Huarache (sometimes spelled guarache; /es/) is a popular Mexican dish consisting of masa dough with smashed pinto beans placed in the center before it is given an oblong shape, fried, topped with green or red salsa, onions, potato, cilantro and any manner of protein such as ground beef or tongue, then finished with queso fresco. Huaraches are also often paired with fried cactus leaves, or nopales. The dish originates from Mexico City.

The name "Huarache" is derived from the shape of the masa, similar to the popular sandals of the same name. The word Huarache is originally from Purépecha and the Nahuatl word for huarache is kwarachi. Huaraches are similar to sopes and tlacoyos but differ in shape. The original huarache does not resemble a pambazo or a memela. Neither can it be classified as a tlacoyo.

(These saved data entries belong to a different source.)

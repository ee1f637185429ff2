// SPDX-License-Identifier: LGPL-3.0-only
//! Projects a [`MenuSource`] into sectioned menu models.
//!
//! The exporter owns every [`ShellModel`] and every [`ActionGroupCollector`].
//! The host reports widget changes through [`Exporter::handle_item_event`] and
//! [`Exporter::handle_container_insert`]; the resulting structural and action
//! notifications are queued and drained with [`Exporter::take_events`].

use std::collections::{BTreeMap, HashMap};

use appmenu_core::model::{
    ATTRIBUTE_ACCEL, ATTRIBUTE_ACCEL_TEXT, ATTRIBUTE_ACTION, ATTRIBUTE_ICON, ATTRIBUTE_LABEL,
    ATTRIBUTE_SUBMENU_ACTION, ATTRIBUTE_TARGET, LINK_SECTION, LINK_SUBMENU,
};
use appmenu_core::{
    ActionEvent, ActionInfo, Attributes, ItemsChanged, LegacyActionGroup, Links, MenuError, MenuModel, Variant,
};
use appmenu_services::ExportPolicy;

use crate::action_group::{ActionGroupCollector, SourceCommand};
use crate::shell::{SectionId, ShellModel};
use crate::source::{Accel, ContainerId, MenuSource, WidgetId};

/// Handle of a shell owned by an [`Exporter`].
#[derive(Debug, Clone, Copy, PartialEq, Eq, Hash, PartialOrd, Ord)]
pub struct ShellId(pub(crate) u32);

/// Handle of an action group owned by an [`Exporter`].
#[derive(Debug, Clone, Copy, PartialEq, Eq, Hash, PartialOrd, Ord)]
pub struct GroupId(pub(crate) u32);

/// An exported menu model: a shell, or one section of a shell.
#[derive(Debug, Clone, Copy, PartialEq, Eq, Hash)]
pub enum ExportModel {
    Shell(ShellId),
    Section(ShellId, SectionId),
}

/// A notification produced by the exporter.
#[derive(Debug, Clone, PartialEq)]
pub enum ExportEvent {
    ItemsChanged(ItemsChanged<ExportModel>),
    Action { group: GroupId, event: ActionEvent },
}

/// Widget properties the exporter reacts to.
#[derive(Debug, Clone, Copy, PartialEq, Eq, Hash)]
pub enum ItemProperty {
    Visible,
    Sensitive,
    Label,
    UseUnderline,
    AccelPath,
    Active,
    Parent,
    Submenu,
}

impl ItemProperty {
    /// Map a canonical property name such as `use-underline`.
    pub fn from_name(name: &str) -> Option<Self> {
        match name {
            "visible" => Some(Self::Visible),
            "sensitive" => Some(Self::Sensitive),
            "label" => Some(Self::Label),
            "use-underline" => Some(Self::UseUnderline),
            "accel-path" => Some(Self::AccelPath),
            "active" => Some(Self::Active),
            "parent" => Some(Self::Parent),
            "submenu" => Some(Self::Submenu),
            _ => None,
        }
    }

    pub fn name(&self) -> &'static str {
        match self {
            Self::Visible => "visible",
            Self::Sensitive => "sensitive",
            Self::Label => "label",
            Self::UseUnderline => "use-underline",
            Self::AccelPath => "accel-path",
            Self::Active => "active",
            Self::Parent => "parent",
            Self::Submenu => "submenu",
        }
    }
}

fn changed(model: ExportModel, position: usize, removed: usize, added: usize) -> ExportEvent {
    ExportEvent::ItemsChanged(ItemsChanged::new(model, position, removed, added))
}

/// The export engine.
pub struct Exporter<S: MenuSource> {
    source: S,
    policy: ExportPolicy,
    shells: BTreeMap<ShellId, ShellModel>,
    next_shell: u32,
    groups: HashMap<GroupId, ActionGroupCollector>,
    next_group: u32,
    events: Vec<ExportEvent>,
}
// SPDX-License-Identifier: LGPL-3.0-only
//! The export side of appmenu.
//!
//! An [`Exporter`] wraps a [`MenuSource`] and presents every exported menu
//! container as a shell model whose items are sections, each section being a
//! model of the items between two visible separators. Item actions are
//! collected into action groups.

/// Action groups built from menu items.
pub mod action_group;
/// The export engine and its event types.
pub mod exporter;
/// Exported item wrappers and label projection.
pub mod item;
/// Section bookkeeping over visible item indices.
pub mod partition;
/// Per-container export state.
pub mod shell;
/// The live widget tree contract.
pub mod source;
/// An in-memory widget tree.
pub mod tree;

pub use action_group::{Action, ActionGroupCollector, ActionKind};
pub use exporter::{ExportEvent, ExportModel, ExportView, Exporter, GroupId, ItemProperty, ShellId};
pub use item::project_label;
pub use partition::SectionPartitioner;
pub use shell::{SectionId, ShellModel};
pub use source::{Accel, ContainerId, MenuSource, WidgetId};
pub use tree::{ItemKind, ItemSpec, MenuTree, RadioGroupId};
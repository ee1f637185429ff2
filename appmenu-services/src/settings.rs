// SPDX-License-Identifier: LGPL-3.0-only
use anyhow::Result;
use serde::Deserialize;
use smol::fs;
use std::collections::HashMap;
use std::path::{Path, PathBuf};
use std::time::Duration;
use xdg::BaseDirectories;

use crate::policy::{ExportPolicy, ImportPolicy};

/// The configuration file name looked up in every XDG location.
pub const CONFIG_FILE: &str = "config.toml";

/// The main configuration structure.
#[derive(Debug, Clone, Default, Deserialize)]
pub struct Config {
    /// General settings
    #[serde(default)]
    pub general: GeneralSettings,
    /// Settings of the import engine
    #[serde(default)]
    pub import: ImportSettings,
    /// Settings of the export engine
    #[serde(default)]
    pub export: ExportSettings,
    /// Any other sections are captured here
    #[serde(flatten)]
    pub other: HashMap<String, toml::Value>,
}

#[derive(Debug, Clone, Default, Deserialize)]
pub struct GeneralSettings {
    pub debug: Option<bool>,
    pub log_level: Option<String>,
}

#[derive(Debug, Clone, Default, Deserialize)]
pub struct ImportSettings {
    pub filter_placeholder_stubs: Option<bool>,
    pub provisional_enable: Option<bool>,
    pub preload_delay_ms: Option<u64>,
    pub coalesce_delay_ms: Option<u64>,
}

#[derive(Debug, Clone, Default, Deserialize)]
pub struct ExportSettings {
    pub mnemonics: Option<bool>,
    pub action_namespace: Option<String>,
}

impl Config {
    fn defaults() -> Self {
        let import = ImportPolicy::default();
        let export = ExportPolicy::default();
        Self {
            general: GeneralSettings {
                debug: Some(false),
                log_level: None,
            },
            import: ImportSettings {
                filter_placeholder_stubs: Some(import.filter_placeholder_stubs),
                provisional_enable: Some(import.provisional_enable),
                preload_delay_ms: Some(import.preload_delay.as_millis() as u64),
                coalesce_delay_ms: Some(import.coalesce_delay.as_millis() as u64),
            },
            export: ExportSettings {
                mnemonics: Some(export.mnemonics),
                action_namespace: Some(export.action_namespace),
            },
            other: HashMap::new(),
        }
    }

    /// Parse a configuration from TOML text.
    pub fn from_toml(content: &str) -> Result<Self> {
        Ok(toml::from_str(content)?)
    }
}

/// Registry for managing settings.
pub struct SettingsRegistry {
    config: Config,
}

impl Default for SettingsRegistry {
    fn default() -> Self {
        Self {
            config: Config::defaults(),
        }
    }
}

impl SettingsRegistry {
    /// Create a new SettingsRegistry and load configuration from standard locations.
    pub async fn new() -> Result<Self> {
        let mut registry = Self::default();
        registry.load().await?;
        Ok(registry)
    }

    /// Load configuration from standard locations in precedence order.
    ///
    /// Order (later overrides earlier):
    /// 1. System Data: /usr/share/appmenu-0/config.toml (and XDG_DATA_DIRS)
    /// 2. System Config: /etc/appmenu-0/config.toml (and XDG_CONFIG_DIRS)
    /// 3. User Config: ~/.config/appmenu-0/config.toml (XDG_CONFIG_HOME)
    pub async fn load(&mut self) -> Result<()> {
        let xdg_dirs = BaseDirectories::with_prefix("appmenu-0")?;

        // 1. System data directories
        let mut paths: Vec<PathBuf> = xdg_dirs.find_data_files(CONFIG_FILE).rev().collect();

        // 2. System config directories, ending with the user config home
        paths.extend(xdg_dirs.find_config_files(CONFIG_FILE).rev());

        // 3. User config directory
        let user_config_path = xdg_dirs.get_config_home().join(CONFIG_FILE);
        if user_config_path.exists() {
            paths.push(user_config_path);
        }

        for path in layered(paths) {
            self.load_file(&path).await;
        }

        Ok(())
    }

    async fn load_file(&mut self, path: &Path) {
        log::info!("Loading config from: {:?}", path);
        match fs::read_to_string(path).await {
            Ok(content) => match Config::from_toml(&content) {
                Ok(loaded_config) => {
                    self.merge(loaded_config);
                },
                Err(e) => {
                    log::error!("Failed to parse config file {:?}: {}", path, e);
                },
            },
            Err(e) => {
                log::warn!("Failed to read config file {:?}: {}", path, e);
            },
        }
    }

    /// Merge a loaded config into the current config.
    pub fn merge(&mut self, other: Config) {
        // General
        if let Some(debug) = other.general.debug {
            self.config.general.debug = Some(debug);
        }
        if other.general.log_level.is_some() {
            self.config.general.log_level = other.general.log_level;
        }

        // Import
        let import = &mut self.config.import;
        if let Some(filter) = other.import.filter_placeholder_stubs {
            import.filter_placeholder_stubs = Some(filter);
        }
        if let Some(provisional) = other.import.provisional_enable {
            import.provisional_enable = Some(provisional);
        }
        if let Some(delay) = other.import.preload_delay_ms {
            import.preload_delay_ms = Some(delay);
        }
        if let Some(delay) = other.import.coalesce_delay_ms {
            import.coalesce_delay_ms = Some(delay);
        }

        // Export
        if let Some(mnemonics) = other.export.mnemonics {
            self.config.export.mnemonics = Some(mnemonics);
        }
        if other.export.action_namespace.is_some() {
            self.config.export.action_namespace = other.export.action_namespace;
        }

        // Other
        self.config.other.extend(other.other);
    }

    /// Get the current configuration.
    pub fn get(&self) -> &Config {
        &self.config
    }

    /// Resolve the import engine behaviour from the merged configuration.
    pub fn import_policy(&self) -> ImportPolicy {
        let defaults = ImportPolicy::default();
        let import = &self.config.import;
        ImportPolicy {
            filter_placeholder_stubs: import
                .filter_placeholder_stubs
                .unwrap_or(defaults.filter_placeholder_stubs),
            provisional_enable: import.provisional_enable.unwrap_or(defaults.provisional_enable),
            preload_delay: import
                .preload_delay_ms
                .map(Duration::from_millis)
                .unwrap_or(defaults.preload_delay),
            coalesce_delay: import
                .coalesce_delay_ms
                .map(Duration::from_millis)
                .unwrap_or(defaults.coalesce_delay),
        }
    }

    /// Resolve the export engine behaviour from the merged configuration.
    pub fn export_policy(&self) -> ExportPolicy {
        let defaults = ExportPolicy::default();
        let export = &self.config.export;
        ExportPolicy {
            mnemonics: export.mnemonics.unwrap_or(defaults.mnemonics),
            action_namespace: export
                .action_namespace
                .clone()
                .unwrap_or(defaults.action_namespace),
        }
    }

    /// Load configuration from multiple custom paths asynchronously.
    pub async fn load_from_paths_async(&mut self, paths: Vec<std::path::PathBuf>) -> Vec<anyhow::Result<()>> {
        let mut results = Vec::new();

        for path in paths {
            let result = async {
                let content = smol::fs::read_to_string(&path)
                    .await
                    .map_err(|e| anyhow::anyhow!("Failed to read config file {:?}: {}", path, e))?;

                let loaded_config = Config::from_toml(&content)
                    .map_err(|e| anyhow::anyhow!("Failed to parse config file {:?}: {}", path, e))?;

                self.merge(loaded_config);
                Ok(())
            }
            .await;

            results.push(result);
        }

        results
    }

    /// Reload configuration asynchronously (re-runs the full load process).
    pub async fn reload_async(&mut self) -> anyhow::Result<()> {
        *self = Self::default();
        self.load().await
    }
}

/// Keep each path once, at its last position in load order.
fn layered(paths: Vec<PathBuf>) -> Vec<PathBuf> {
    let mut ordered: Vec<PathBuf> = Vec::with_capacity(paths.len());
    for path in paths {
        ordered.retain(|seen| *seen != path);
        ordered.push(path);
    }
    ordered
}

The main characteristic of the huarache is its elongated shape, which differentiates it from other Mexican snacks, which do not have holes in the upper part.

==Origin==
Huaraches originated in Mexico City in about the early 1930s. Their origin was at a stall along La Viga navigation channel, where Carmen Gómez Medina prepared tlacoyos. When the navigation channel was covered to make the "Calzada de la Viga", Gómez moved to another place and after 1957, when the Mercado de Jamaica was founded, she moved there, and then to a little place at Torno street. Because Gómez's new invention was shaped differently than a sope or a tlacoyo and resembled the sole of a sandal, people started to call it "huarache".